— WHAT IS REQUIRED —
Every line containing the word "delta" is to be copied from the data below.

— SOURCE DATA —
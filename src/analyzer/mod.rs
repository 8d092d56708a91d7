//! Rule-based multi-dimensional sentiment scoring.
//!
//! The engine turns one free-text journal entry into a small integer
//! score per life dimension (mood, social, work, energy, health, sleep,
//! stress), each in [-2, 2], plus an informational time context.
//!
//! Pipeline: phrase scan → token scan (negation flip, intensifier
//! scaling) → per-dimension averaging and clamping → life-event mood
//! base with contradiction damping → cross-dimension inference for
//! unmentioned dimensions → time extraction.
//!
//! The whole engine is a pure synchronous function over immutable
//! tables; calls share no mutable state and are safe to run from any
//! number of tasks at once.

pub mod events;
pub mod inference;
pub mod lexicon;
pub mod time_context;
pub mod tokens;

use std::sync::Arc;

use lazy_static::lazy_static;
use serde::Deserialize;
use serde::Serialize;
use tracing::debug;

pub use events::EventCategory;
pub use events::CONTRADICTION_DAMPING;
pub use lexicon::Dimension;
pub use lexicon::Lexicon;
pub use lexicon::SentimentTier;
pub use time_context::DayRef;
pub use time_context::DurationHint;
pub use time_context::TimeContext;
pub use time_context::TimeOfDay;

/// Entries shorter than this (after trimming) skip analysis entirely and
/// come back as an all-zero score set with no time context. This is a
/// documented contract of the engine, not an error path.
pub const MIN_ANALYZABLE_CHARS: usize = 5;

lazy_static! {
    static ref BUILTIN_LEXICON: Arc<Lexicon> = Arc::new(Lexicon::builtin());
}

/// Final integer scores for one journal entry.
///
/// This is the only structure handed to the storage/API layer. Every
/// dimension is an integer in [-2, 2]; 0 means neutral, unmentioned, or
/// balanced. `time` is `None` only for the short-text short circuit.
#[derive(Debug, Clone, Copy, PartialEq, Eq, Serialize, Deserialize, Default)]
pub struct ScoreSet {
    pub mood: i8,
    pub social: i8,
    pub work: i8,
    pub energy: i8,
    pub health: i8,
    pub sleep: i8,
    pub stress: i8,
    pub time: Option<TimeContext>,
}

impl ScoreSet {
    pub fn get(&self, dimension: Dimension) -> i8 {
        match dimension {
            Dimension::Mood => self.mood,
            Dimension::Social => self.social,
            Dimension::Work => self.work,
            Dimension::Energy => self.energy,
            Dimension::Health => self.health,
            Dimension::Sleep => self.sleep,
            Dimension::Stress => self.stress,
        }
    }

    fn from_parts(finals: [i8; Dimension::COUNT], time: TimeContext) -> Self {
        Self {
            mood: finals[Dimension::Mood.index()],
            social: finals[Dimension::Social.index()],
            work: finals[Dimension::Work.index()],
            energy: finals[Dimension::Energy.index()],
            health: finals[Dimension::Health.index()],
            sleep: finals[Dimension::Sleep.index()],
            stress: finals[Dimension::Stress.index()],
            time: Some(time),
        }
    }
}

/// Where a mention came from, for debug traces.
#[derive(Debug, Clone, Copy)]
enum MentionSource {
    Phrase,
    Word,
}

/// One scored hit against a dimension.
#[derive(Debug)]
struct Mention {
    term: String,
    score: f64,
    source: MentionSource,
}

/// Per-dimension running sum for a single call.
#[derive(Debug, Default)]
struct Accumulator {
    total: f64,
    count: u32,
    mentions: Vec<Mention>,
}

impl Accumulator {
    fn record(&mut self, score: f64, term: &str, source: MentionSource) {
        self.total += score;
        self.count += 1;
        self.mentions.push(Mention {
            term: term.to_string(),
            score,
            source,
        });
    }

    fn average(&self) -> f64 {
        self.total / f64::from(self.count)
    }
}

/// Round to the nearest integer and clamp into the score range.
fn clamp_score(value: f64) -> i8 {
    value.round().clamp(-2.0, 2.0) as i8
}

/// The scoring engine. Cheap to clone; all table data is shared.
#[derive(Debug, Clone)]
pub struct SentimentAnalyzer {
    lexicon: Arc<Lexicon>,
}

impl Default for SentimentAnalyzer {
    fn default() -> Self {
        Self::new()
    }
}

impl SentimentAnalyzer {
    /// Analyzer over the built-in table set.
    pub fn new() -> Self {
        Self {
            lexicon: Arc::clone(&BUILTIN_LEXICON),
        }
    }

    /// Analyzer over an injected table set.
    pub fn with_lexicon(lexicon: Arc<Lexicon>) -> Self {
        Self { lexicon }
    }

    /// Score one journal entry. Never fails; any string is valid input.
    pub fn analyze(&self, text: &str) -> ScoreSet {
        let trimmed = text.trim();
        if trimmed.chars().count() < MIN_ANALYZABLE_CHARS {
            return ScoreSet::default();
        }

        let lowered = trimmed.to_lowercase();
        let token_list = tokens::tokenize(&lowered);

        let mut accumulators: [Accumulator; Dimension::COUNT] = Default::default();

        // Step 1: multi-word phrases, matched over the whole text. Every
        // phrase in the table that occurs applies; matches stack.
        for rule in self.lexicon.phrases() {
            if lowered.contains(rule.phrase) {
                for &(dimension, delta) in rule.deltas {
                    accumulators[dimension.index()].record(
                        f64::from(delta),
                        rule.phrase,
                        MentionSource::Phrase,
                    );
                }
            }
        }

        // Step 2: token scan with single-token lookbehind for negation
        // and intensifiers. One token may score several dimensions.
        for (index, &token) in token_list.iter().enumerate() {
            let prev = tokens::previous(&token_list, index);
            let negated = prev.is_some_and(|word| self.lexicon.is_negation(word));
            let intensity = prev
                .and_then(|word| self.lexicon.intensifier(word))
                .unwrap_or(1.0);

            for &(dimension, base) in self.lexicon.word_scores(token) {
                let mut score = f64::from(base);
                if negated {
                    score = -score;
                }
                score *= intensity;
                let score = score.round().clamp(-2.0, 2.0);
                accumulators[dimension.index()].record(score, token, MentionSource::Word);
            }
        }

        // Step 3: average and clamp the directly mentioned dimensions.
        let mut finals = [0i8; Dimension::COUNT];
        let mut mentioned = [false; Dimension::COUNT];
        for dimension in Dimension::ALL {
            let accumulator = &accumulators[dimension.index()];
            if accumulator.count > 0 {
                finals[dimension.index()] = clamp_score(accumulator.average());
                mentioned[dimension.index()] = true;
            }
        }

        // Step 4: life events. The (possibly contradiction-damped) event
        // base joins the mood average as one additional strong mention,
        // so it is never drowned out by ordinary words.
        let mood_base = events::damped_mood_base(&self.lexicon, &lowered);
        if mood_base != 0.0 {
            let mood_acc = &accumulators[Dimension::Mood.index()];
            let combined =
                (mood_acc.total + mood_base) / (f64::from(mood_acc.count) + 1.0);
            finals[Dimension::Mood.index()] = clamp_score(combined);
            mentioned[Dimension::Mood.index()] = true;
        }

        // Step 5: derive unmentioned dimensions from mentioned ones.
        inference::apply(&mut finals, &mentioned);

        // Step 6: side metadata, never part of the scores.
        let time = time_context::extract(&lowered, &token_list);

        for dimension in Dimension::ALL {
            let accumulator = &accumulators[dimension.index()];
            for mention in &accumulator.mentions {
                debug!(
                    dimension = dimension.as_str(),
                    term = %mention.term,
                    score = mention.score,
                    source = ?mention.source,
                    "mention"
                );
            }
        }
        debug!(?finals, ?time, mood_base, "analysis complete");

        ScoreSet::from_parts(finals, time)
    }
}

#[cfg(test)]
mod tests {
    use super::*;

    fn analyzer() -> SentimentAnalyzer {
        SentimentAnalyzer::new()
    }

    fn assert_clamped(scores: &ScoreSet) {
        for dimension in Dimension::ALL {
            let value = scores.get(dimension);
            assert!((-2..=2).contains(&value), "{dimension} out of range: {value}");
        }
    }

    #[test]
    fn short_text_short_circuits() {
        let scores = analyzer().analyze("ok!!");
        assert_eq!(scores, ScoreSet::default());
        assert_eq!(scores.time, None);
    }

    #[test]
    fn whitespace_padding_does_not_defeat_the_short_circuit() {
        let scores = analyzer().analyze("   ok!    ");
        assert_eq!(scores, ScoreSet::default());
    }

    #[test]
    fn analysis_is_idempotent() {
        let text = "had a great time with friends but i am so tired now";
        let first = analyzer().analyze(text);
        let second = analyzer().analyze(text);
        assert_eq!(first, second);
    }

    #[test]
    fn happy_today() {
        let scores = analyzer().analyze("I am happy today");
        assert!(scores.mood > 0);
        let time = scores.time.unwrap();
        assert_eq!(time.day, Some(DayRef::Today));
        assert_clamped(&scores);
    }

    #[test]
    fn intensifier_deepens_the_score() {
        let plain = analyzer().analyze("I feel tired");
        let boosted = analyzer().analyze("I feel very tired");
        assert!(plain.energy < 0);
        assert!(boosted.energy < plain.energy);
    }

    #[test]
    fn negation_flips_the_sign() {
        let positive = analyzer().analyze("today was happy happy happy");
        let negated = analyzer().analyze("today was not happy");
        assert!(positive.mood > 0);
        assert!(negated.mood < 0);
    }

    #[test]
    fn phrase_alone_scores_its_dimensions() {
        // "nailed it" has no standalone lexicon words
        let scores = analyzer().analyze("totally nailed it");
        assert_eq!(scores.work, 2);
    }

    #[test]
    fn not_good_phrase_pins_mood() {
        let scores = analyzer().analyze("today not good");
        assert_eq!(scores.mood, -1);
    }

    #[test]
    fn loss_event_with_contradiction_is_damped() {
        let damped = analyzer().analyze("I lost my dog but I did not feel bad");
        let undamped = analyzer().analyze("I lost my dog and I feel bad");
        assert!(damped.mood < 0);
        assert!(damped.mood > undamped.mood);
        assert_eq!(damped.mood, -1);
        assert_eq!(undamped.mood, -2);
    }

    #[test]
    fn event_survives_positive_lexicon_noise() {
        // A loss must dominate a politely positive sentence
        let scores = analyzer().analyze("my grandmother passed away, dinner was nice though");
        assert!(scores.mood < 0);
    }

    #[test]
    fn direct_mentions_beat_inference() {
        // Work is awful but energy is explicitly fine
        let scores = analyzer().analyze("work was a disaster but i feel energized");
        assert!(scores.work < 0);
        assert!(scores.energy > 0);
    }

    #[test]
    fn unmentioned_energy_inherits_bad_work() {
        let scores = analyzer().analyze("work was a complete disaster and a failure");
        assert!(scores.work <= -1);
        assert_eq!(scores.energy, scores.work.max(-2));
    }

    #[test]
    fn no_hits_yield_all_zero() {
        let scores = analyzer().analyze("the quadratic formula has two roots");
        for dimension in Dimension::ALL {
            assert_eq!(scores.get(dimension), 0);
        }
        assert!(scores.time.is_some());
    }

    #[test]
    fn every_dimension_stays_in_range() {
        let texts = [
            "amazing wonderful fantastic incredible ecstatic thrilled",
            "terrible awful horrible miserable depressed devastated",
            "extremely exhausted and ridiculously drained, burnt out",
            "got married, got promoted, had a baby, won the lottery",
            "lost my dog, got fired, broke up, car accident",
        ];
        for text in texts {
            assert_clamped(&analyzer().analyze(text));
        }
    }

    #[test]
    fn seven_dimension_entry_scores_everywhere() {
        let scores = analyzer().analyze("I'm sick, can't sleep, feeling stressed and exhausted");
        assert!(scores.health < 0);
        assert!(scores.sleep < 0);
        assert!(scores.stress < 0);
        assert!(scores.energy < 0);
        assert!(scores.mood < 0);
        // Social is inferred from low mood
        assert_eq!(scores.social, -1);
    }

    #[test]
    fn injected_tables_behave_like_the_builtin_set() {
        let injected = SentimentAnalyzer::with_lexicon(Arc::new(Lexicon::builtin()));
        let text = "had a great time with friends today";
        assert_eq!(injected.analyze(text), analyzer().analyze(text));
    }

    #[test]
    fn score_set_serializes_flat() {
        let scores = analyzer().analyze("I am happy today");
        let json = serde_json::to_value(scores).unwrap();
        assert_eq!(json["mood"], 1);
        assert_eq!(json["time"]["day"], "today");
    }
}
//! Cross-dimension inference for dimensions without direct mentions.
//!
//! A dimension the text never touched can still be derived from a related
//! dimension's final score: a brutal work day usually drags energy down
//! with it. Rules read only final, already-clamped values of directly
//! mentioned source dimensions, each target is written at most once, and
//! an inferred value never feeds another rule — so there is no cascade.

use tracing::debug;

use super::lexicon::Dimension;

/// Half of `value`, rounded down (−1 → −1, −2 → −1, 1 → 0, 2 → 1).
fn half_floor(value: i8) -> i8 {
    (f64::from(value) / 2.0).floor() as i8
}

/// Half of `value`, rounded up (−1 → 0, −2 → −1, 1 → 1, 2 → 1).
fn half_ceil(value: i8) -> i8 {
    (f64::from(value) / 2.0).ceil() as i8
}

/// One directional inference rule: `derive` maps the source's final score
/// to the target's inferred score; 0 means "nothing to infer".
struct InferenceRule {
    source: Dimension,
    target: Dimension,
    derive: fn(i8) -> i8,
}

/// Rule table, in evaluation order. Earlier rules win a contested target.
const RULES: &[InferenceRule] = &[
    // A bad work day drains energy one-for-one
    InferenceRule {
        source: Dimension::Work,
        target: Dimension::Energy,
        derive: |work| if work <= -1 { work.max(-2) } else { 0 },
    },
    // Social life moves mood, more strongly upward than downward
    InferenceRule {
        source: Dimension::Social,
        target: Dimension::Mood,
        derive: |social| {
            if social >= 1 {
                (half_floor(social) + 1).min(2)
            } else if social <= -1 {
                half_ceil(social).max(-1)
            } else {
                0
            }
        },
    },
    // Low mood makes company less likely, at half strength
    InferenceRule {
        source: Dimension::Mood,
        target: Dimension::Social,
        derive: |mood| if mood <= -1 { half_floor(mood).max(-1) } else { 0 },
    },
    // Running on empty shows in mood
    InferenceRule {
        source: Dimension::Energy,
        target: Dimension::Mood,
        derive: |energy| {
            if energy <= -1 {
                half_floor(energy).max(-1)
            } else {
                0
            }
        },
    },
    // A bad night costs energy and mood a fraction of its score
    InferenceRule {
        source: Dimension::Sleep,
        target: Dimension::Energy,
        derive: |sleep| if sleep <= -1 { half_ceil(sleep).max(-2) } else { 0 },
    },
    InferenceRule {
        source: Dimension::Sleep,
        target: Dimension::Mood,
        derive: |sleep| if sleep <= -1 { half_ceil(sleep).max(-1) } else { 0 },
    },
    InferenceRule {
        source: Dimension::Stress,
        target: Dimension::Mood,
        derive: |stress| if stress <= -1 { half_ceil(stress).max(-1) } else { 0 },
    },
    InferenceRule {
        source: Dimension::Health,
        target: Dimension::Energy,
        derive: |health| if health <= -1 { half_ceil(health).max(-2) } else { 0 },
    },
];

/// Fill unmentioned dimensions in `finals` from mentioned ones.
///
/// `mentioned[i]` is true when dimension `i` had at least one direct
/// mention (lexicon word, phrase, or event); those values are never
/// overwritten here.
pub fn apply(finals: &mut [i8; Dimension::COUNT], mentioned: &[bool; Dimension::COUNT]) {
    let mut inferred = [false; Dimension::COUNT];

    for rule in RULES {
        let source_index = rule.source.index();
        let target_index = rule.target.index();

        // Sources must be directly mentioned; inferred values never chain
        if !mentioned[source_index] {
            continue;
        }
        if mentioned[target_index] || inferred[target_index] {
            continue;
        }

        let value = (rule.derive)(finals[source_index]);
        if value != 0 {
            debug!(
                source = rule.source.as_str(),
                target = rule.target.as_str(),
                value,
                "inferred dimension score"
            );
            finals[target_index] = value;
            inferred[target_index] = true;
        }
    }
}

#[cfg(test)]
mod tests {
    use super::*;

    const MOOD: usize = 0;
    const SOCIAL: usize = 1;
    const WORK: usize = 2;
    const ENERGY: usize = 3;
    const SLEEP: usize = 5;
    const STRESS: usize = 6;

    fn run(finals: [i8; 7], mentioned: [bool; 7]) -> [i8; 7] {
        let mut scores = finals;
        apply(&mut scores, &mentioned);
        scores
    }

    #[test]
    fn bad_work_day_drains_energy() {
        let mut mentioned = [false; 7];
        mentioned[WORK] = true;
        let mut finals = [0; 7];
        finals[WORK] = -2;

        let result = run(finals, mentioned);
        assert_eq!(result[ENERGY], -2);
        // Energy was inferred, so it must not chain into mood
        assert_eq!(result[MOOD], 0);
    }

    #[test]
    fn positive_social_lifts_mood_more_than_negative_drops_it() {
        let mut mentioned = [false; 7];
        mentioned[SOCIAL] = true;

        let mut finals = [0; 7];
        finals[SOCIAL] = 2;
        assert_eq!(run(finals, mentioned)[MOOD], 2);

        finals[SOCIAL] = 1;
        assert_eq!(run(finals, mentioned)[MOOD], 1);

        finals[SOCIAL] = -1;
        // half_ceil(-1) is 0: too weak a signal to write
        assert_eq!(run(finals, mentioned)[MOOD], 0);

        finals[SOCIAL] = -2;
        assert_eq!(run(finals, mentioned)[MOOD], -1);
    }

    #[test]
    fn low_mood_infers_negative_social_at_half_strength() {
        let mut mentioned = [false; 7];
        mentioned[MOOD] = true;
        let mut finals = [0; 7];
        finals[MOOD] = -1;

        assert_eq!(run(finals, mentioned)[SOCIAL], -1);
    }

    #[test]
    fn mentioned_dimensions_are_never_overwritten() {
        let mut mentioned = [false; 7];
        mentioned[WORK] = true;
        mentioned[ENERGY] = true;
        let mut finals = [0; 7];
        finals[WORK] = -2;
        finals[ENERGY] = 2;

        assert_eq!(run(finals, mentioned)[ENERGY], 2);
    }

    #[test]
    fn each_target_is_set_at_most_once() {
        // Both social and stress would write mood; social is evaluated
        // first and wins
        let mut mentioned = [false; 7];
        mentioned[SOCIAL] = true;
        mentioned[STRESS] = true;
        let mut finals = [0; 7];
        finals[SOCIAL] = 2;
        finals[STRESS] = -2;

        assert_eq!(run(finals, mentioned)[MOOD], 2);
    }

    #[test]
    fn terrible_sleep_costs_energy_and_mood() {
        let mut mentioned = [false; 7];
        mentioned[SLEEP] = true;
        let mut finals = [0; 7];
        finals[SLEEP] = -2;

        let result = run(finals, mentioned);
        assert_eq!(result[ENERGY], -1);
        assert_eq!(result[MOOD], -1);
    }

    #[test]
    fn positive_sources_without_rules_change_nothing() {
        let mut mentioned = [false; 7];
        mentioned[WORK] = true;
        let mut finals = [0; 7];
        finals[WORK] = 2;

        assert_eq!(run(finals, mentioned), finals);
    }
}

— RESULT —
                for &(dimension, delta) in rule.deltas {
                        f64::from(delta),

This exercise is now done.